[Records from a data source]
● ● ●

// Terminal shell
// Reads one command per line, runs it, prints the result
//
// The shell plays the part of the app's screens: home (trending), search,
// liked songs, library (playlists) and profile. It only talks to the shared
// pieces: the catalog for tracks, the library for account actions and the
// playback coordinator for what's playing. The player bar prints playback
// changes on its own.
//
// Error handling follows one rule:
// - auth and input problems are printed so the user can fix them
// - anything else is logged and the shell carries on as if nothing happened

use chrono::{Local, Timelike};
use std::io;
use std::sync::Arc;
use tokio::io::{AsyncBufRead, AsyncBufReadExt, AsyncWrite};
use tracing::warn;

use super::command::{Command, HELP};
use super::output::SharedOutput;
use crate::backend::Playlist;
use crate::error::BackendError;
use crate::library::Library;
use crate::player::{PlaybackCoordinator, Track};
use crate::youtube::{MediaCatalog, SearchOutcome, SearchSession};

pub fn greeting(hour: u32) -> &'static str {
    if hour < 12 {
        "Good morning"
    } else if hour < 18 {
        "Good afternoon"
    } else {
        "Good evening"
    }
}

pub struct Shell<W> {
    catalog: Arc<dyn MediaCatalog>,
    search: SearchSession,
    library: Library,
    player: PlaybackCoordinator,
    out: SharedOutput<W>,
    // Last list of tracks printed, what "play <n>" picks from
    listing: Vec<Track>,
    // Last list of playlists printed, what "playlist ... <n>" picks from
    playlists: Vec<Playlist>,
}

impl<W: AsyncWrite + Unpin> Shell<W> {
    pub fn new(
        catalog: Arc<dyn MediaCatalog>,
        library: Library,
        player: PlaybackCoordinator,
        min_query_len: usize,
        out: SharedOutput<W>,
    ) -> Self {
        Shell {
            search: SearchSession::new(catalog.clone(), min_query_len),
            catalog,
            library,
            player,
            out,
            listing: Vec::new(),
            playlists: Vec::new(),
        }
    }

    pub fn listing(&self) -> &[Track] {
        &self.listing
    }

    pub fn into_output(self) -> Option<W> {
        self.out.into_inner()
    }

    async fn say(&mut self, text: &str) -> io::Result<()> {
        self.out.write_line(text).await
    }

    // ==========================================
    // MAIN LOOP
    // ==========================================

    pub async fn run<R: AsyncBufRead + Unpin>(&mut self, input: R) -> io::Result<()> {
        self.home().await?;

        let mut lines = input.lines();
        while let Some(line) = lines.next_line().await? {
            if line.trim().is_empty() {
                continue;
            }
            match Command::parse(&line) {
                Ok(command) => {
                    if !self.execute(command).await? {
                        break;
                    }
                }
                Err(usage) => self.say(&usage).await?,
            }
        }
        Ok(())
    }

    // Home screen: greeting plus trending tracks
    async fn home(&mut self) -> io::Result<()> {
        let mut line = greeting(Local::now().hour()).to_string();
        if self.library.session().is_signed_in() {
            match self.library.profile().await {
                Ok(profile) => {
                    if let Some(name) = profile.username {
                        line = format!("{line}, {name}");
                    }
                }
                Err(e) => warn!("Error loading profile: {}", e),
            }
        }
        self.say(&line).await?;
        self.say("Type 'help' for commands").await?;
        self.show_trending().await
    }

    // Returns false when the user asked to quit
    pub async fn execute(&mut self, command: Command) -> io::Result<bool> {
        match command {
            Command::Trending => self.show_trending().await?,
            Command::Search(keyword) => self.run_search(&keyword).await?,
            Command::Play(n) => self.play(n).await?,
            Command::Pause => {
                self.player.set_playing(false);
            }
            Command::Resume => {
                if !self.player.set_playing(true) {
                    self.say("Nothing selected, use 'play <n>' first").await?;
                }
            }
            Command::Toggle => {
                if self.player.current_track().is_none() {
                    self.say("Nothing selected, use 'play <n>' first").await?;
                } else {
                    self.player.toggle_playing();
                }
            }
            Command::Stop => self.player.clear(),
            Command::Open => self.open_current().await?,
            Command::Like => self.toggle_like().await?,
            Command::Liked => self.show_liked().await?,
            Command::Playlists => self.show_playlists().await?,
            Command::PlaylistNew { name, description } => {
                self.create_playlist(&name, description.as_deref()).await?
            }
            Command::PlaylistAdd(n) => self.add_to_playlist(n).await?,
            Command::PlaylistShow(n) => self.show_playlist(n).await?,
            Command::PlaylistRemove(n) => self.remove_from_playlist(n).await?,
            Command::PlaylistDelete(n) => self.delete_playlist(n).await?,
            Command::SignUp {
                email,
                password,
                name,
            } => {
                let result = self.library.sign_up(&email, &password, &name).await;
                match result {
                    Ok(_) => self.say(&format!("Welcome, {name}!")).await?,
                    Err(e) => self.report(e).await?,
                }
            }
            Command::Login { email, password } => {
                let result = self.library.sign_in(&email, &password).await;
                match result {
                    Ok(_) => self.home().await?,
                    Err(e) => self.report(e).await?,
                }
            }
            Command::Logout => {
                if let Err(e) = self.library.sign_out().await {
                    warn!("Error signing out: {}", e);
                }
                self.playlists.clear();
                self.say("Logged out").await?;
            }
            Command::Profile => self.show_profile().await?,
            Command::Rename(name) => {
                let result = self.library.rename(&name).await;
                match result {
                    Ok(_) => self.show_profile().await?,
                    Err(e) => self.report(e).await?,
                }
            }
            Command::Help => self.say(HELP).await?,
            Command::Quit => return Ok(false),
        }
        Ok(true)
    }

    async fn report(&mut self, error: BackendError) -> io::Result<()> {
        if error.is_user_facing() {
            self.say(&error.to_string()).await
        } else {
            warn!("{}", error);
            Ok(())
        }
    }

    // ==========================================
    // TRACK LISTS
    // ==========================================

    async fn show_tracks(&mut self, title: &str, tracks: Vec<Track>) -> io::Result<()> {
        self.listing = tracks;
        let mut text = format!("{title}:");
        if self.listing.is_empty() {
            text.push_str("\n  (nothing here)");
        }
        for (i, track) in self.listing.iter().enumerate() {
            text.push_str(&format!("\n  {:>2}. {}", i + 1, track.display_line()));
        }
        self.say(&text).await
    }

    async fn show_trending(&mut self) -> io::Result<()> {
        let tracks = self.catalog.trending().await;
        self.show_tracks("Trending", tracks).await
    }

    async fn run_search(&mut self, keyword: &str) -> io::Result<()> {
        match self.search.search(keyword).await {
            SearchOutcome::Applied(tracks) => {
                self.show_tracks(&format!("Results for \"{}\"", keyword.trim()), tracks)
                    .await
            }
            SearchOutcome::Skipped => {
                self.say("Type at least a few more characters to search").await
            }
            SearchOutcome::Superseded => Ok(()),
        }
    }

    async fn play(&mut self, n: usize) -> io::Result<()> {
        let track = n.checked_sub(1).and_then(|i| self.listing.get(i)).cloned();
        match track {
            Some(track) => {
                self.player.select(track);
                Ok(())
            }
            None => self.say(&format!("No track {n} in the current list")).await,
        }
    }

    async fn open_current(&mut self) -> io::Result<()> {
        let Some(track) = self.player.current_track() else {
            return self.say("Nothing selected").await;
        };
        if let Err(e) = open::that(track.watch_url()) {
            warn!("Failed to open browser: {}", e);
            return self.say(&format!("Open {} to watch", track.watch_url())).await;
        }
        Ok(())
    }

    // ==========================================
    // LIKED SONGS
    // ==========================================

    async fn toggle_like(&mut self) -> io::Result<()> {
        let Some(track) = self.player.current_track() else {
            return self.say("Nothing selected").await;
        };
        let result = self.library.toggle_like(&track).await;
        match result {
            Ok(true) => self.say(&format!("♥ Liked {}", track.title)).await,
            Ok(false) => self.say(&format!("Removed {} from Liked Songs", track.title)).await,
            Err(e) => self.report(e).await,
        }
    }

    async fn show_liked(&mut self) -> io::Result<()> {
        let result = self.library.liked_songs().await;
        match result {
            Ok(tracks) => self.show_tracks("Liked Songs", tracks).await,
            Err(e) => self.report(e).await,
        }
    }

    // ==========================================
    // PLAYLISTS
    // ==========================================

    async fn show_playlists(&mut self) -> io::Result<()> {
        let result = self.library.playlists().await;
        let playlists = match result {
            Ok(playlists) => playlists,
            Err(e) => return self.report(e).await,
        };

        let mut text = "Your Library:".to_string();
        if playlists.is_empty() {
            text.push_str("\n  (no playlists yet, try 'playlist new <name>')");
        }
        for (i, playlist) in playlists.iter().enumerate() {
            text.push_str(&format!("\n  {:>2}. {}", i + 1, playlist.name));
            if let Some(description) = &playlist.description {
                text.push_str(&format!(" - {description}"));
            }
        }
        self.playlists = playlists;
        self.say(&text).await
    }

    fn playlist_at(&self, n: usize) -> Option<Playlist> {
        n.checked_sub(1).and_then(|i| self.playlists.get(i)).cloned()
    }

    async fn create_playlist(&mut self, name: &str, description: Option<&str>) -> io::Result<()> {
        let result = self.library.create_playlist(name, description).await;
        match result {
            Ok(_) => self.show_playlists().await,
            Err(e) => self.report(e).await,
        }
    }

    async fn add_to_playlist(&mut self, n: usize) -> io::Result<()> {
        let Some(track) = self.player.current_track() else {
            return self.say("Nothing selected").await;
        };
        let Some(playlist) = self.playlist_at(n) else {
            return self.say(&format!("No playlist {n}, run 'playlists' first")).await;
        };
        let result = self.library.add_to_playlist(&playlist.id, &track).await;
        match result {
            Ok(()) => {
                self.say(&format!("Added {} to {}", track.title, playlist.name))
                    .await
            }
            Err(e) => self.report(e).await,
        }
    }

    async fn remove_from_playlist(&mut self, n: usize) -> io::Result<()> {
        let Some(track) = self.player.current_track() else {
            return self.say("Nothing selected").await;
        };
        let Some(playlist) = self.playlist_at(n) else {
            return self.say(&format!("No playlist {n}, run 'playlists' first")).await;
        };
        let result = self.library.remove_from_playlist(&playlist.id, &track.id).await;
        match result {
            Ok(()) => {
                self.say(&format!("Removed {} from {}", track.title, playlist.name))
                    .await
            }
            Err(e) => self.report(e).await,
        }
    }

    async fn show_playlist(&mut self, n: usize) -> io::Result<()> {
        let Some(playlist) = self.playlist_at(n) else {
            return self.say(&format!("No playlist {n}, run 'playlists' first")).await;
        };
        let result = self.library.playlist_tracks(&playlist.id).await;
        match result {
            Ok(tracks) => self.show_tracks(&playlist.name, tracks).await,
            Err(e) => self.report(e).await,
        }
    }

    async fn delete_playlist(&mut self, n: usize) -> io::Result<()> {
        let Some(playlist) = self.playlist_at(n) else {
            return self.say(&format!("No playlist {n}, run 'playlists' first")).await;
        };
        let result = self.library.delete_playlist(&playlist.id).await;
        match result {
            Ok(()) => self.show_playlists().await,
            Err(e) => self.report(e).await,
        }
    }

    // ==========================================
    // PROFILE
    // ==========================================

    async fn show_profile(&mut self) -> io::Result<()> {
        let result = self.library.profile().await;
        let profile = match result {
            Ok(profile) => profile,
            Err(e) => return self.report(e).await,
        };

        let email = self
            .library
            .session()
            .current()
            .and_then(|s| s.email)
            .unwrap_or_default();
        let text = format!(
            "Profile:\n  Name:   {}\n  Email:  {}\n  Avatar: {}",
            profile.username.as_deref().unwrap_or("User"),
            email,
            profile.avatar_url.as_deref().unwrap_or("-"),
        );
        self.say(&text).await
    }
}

● ● ●

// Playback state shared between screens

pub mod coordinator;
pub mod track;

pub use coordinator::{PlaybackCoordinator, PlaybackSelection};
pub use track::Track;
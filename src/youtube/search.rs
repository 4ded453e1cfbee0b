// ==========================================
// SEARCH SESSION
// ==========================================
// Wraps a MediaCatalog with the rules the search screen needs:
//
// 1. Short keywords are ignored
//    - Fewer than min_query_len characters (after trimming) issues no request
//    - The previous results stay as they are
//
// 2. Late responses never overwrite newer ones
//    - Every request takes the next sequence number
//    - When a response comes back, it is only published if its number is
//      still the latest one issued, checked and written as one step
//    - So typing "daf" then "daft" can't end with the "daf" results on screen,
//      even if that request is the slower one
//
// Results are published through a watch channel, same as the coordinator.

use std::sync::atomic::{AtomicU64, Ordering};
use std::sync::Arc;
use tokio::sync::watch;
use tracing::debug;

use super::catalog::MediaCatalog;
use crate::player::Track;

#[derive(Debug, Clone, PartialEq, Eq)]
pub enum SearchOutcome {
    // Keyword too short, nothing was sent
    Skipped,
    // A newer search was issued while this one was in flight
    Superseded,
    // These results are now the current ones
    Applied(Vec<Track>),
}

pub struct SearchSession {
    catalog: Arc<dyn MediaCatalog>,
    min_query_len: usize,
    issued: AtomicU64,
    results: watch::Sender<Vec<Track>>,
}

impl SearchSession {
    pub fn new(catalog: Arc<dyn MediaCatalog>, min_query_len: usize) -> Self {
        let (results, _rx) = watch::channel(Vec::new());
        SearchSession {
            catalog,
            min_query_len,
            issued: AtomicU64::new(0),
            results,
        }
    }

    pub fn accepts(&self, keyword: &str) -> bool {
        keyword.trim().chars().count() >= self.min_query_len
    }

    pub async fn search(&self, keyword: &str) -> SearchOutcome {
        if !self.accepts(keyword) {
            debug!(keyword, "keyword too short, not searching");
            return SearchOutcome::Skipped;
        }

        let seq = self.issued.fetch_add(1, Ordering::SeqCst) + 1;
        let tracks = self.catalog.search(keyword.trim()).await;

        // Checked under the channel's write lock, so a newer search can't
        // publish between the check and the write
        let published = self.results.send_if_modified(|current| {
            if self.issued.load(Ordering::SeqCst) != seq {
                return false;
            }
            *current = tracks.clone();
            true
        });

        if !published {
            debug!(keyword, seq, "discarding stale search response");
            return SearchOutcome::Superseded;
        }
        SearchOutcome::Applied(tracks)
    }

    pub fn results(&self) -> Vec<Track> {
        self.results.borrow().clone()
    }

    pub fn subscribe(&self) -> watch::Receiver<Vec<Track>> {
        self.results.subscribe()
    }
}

● ● ●

• PROBLEM TO WORK ON:
Copy each line of the data above that holds "AsyncWrite".

• ANSWER FOR THE TASK:
use tokio::io::{AsyncBufRead, AsyncBufReadExt, AsyncWrite};
impl<W: AsyncWrite + Unpin> Shell<W> {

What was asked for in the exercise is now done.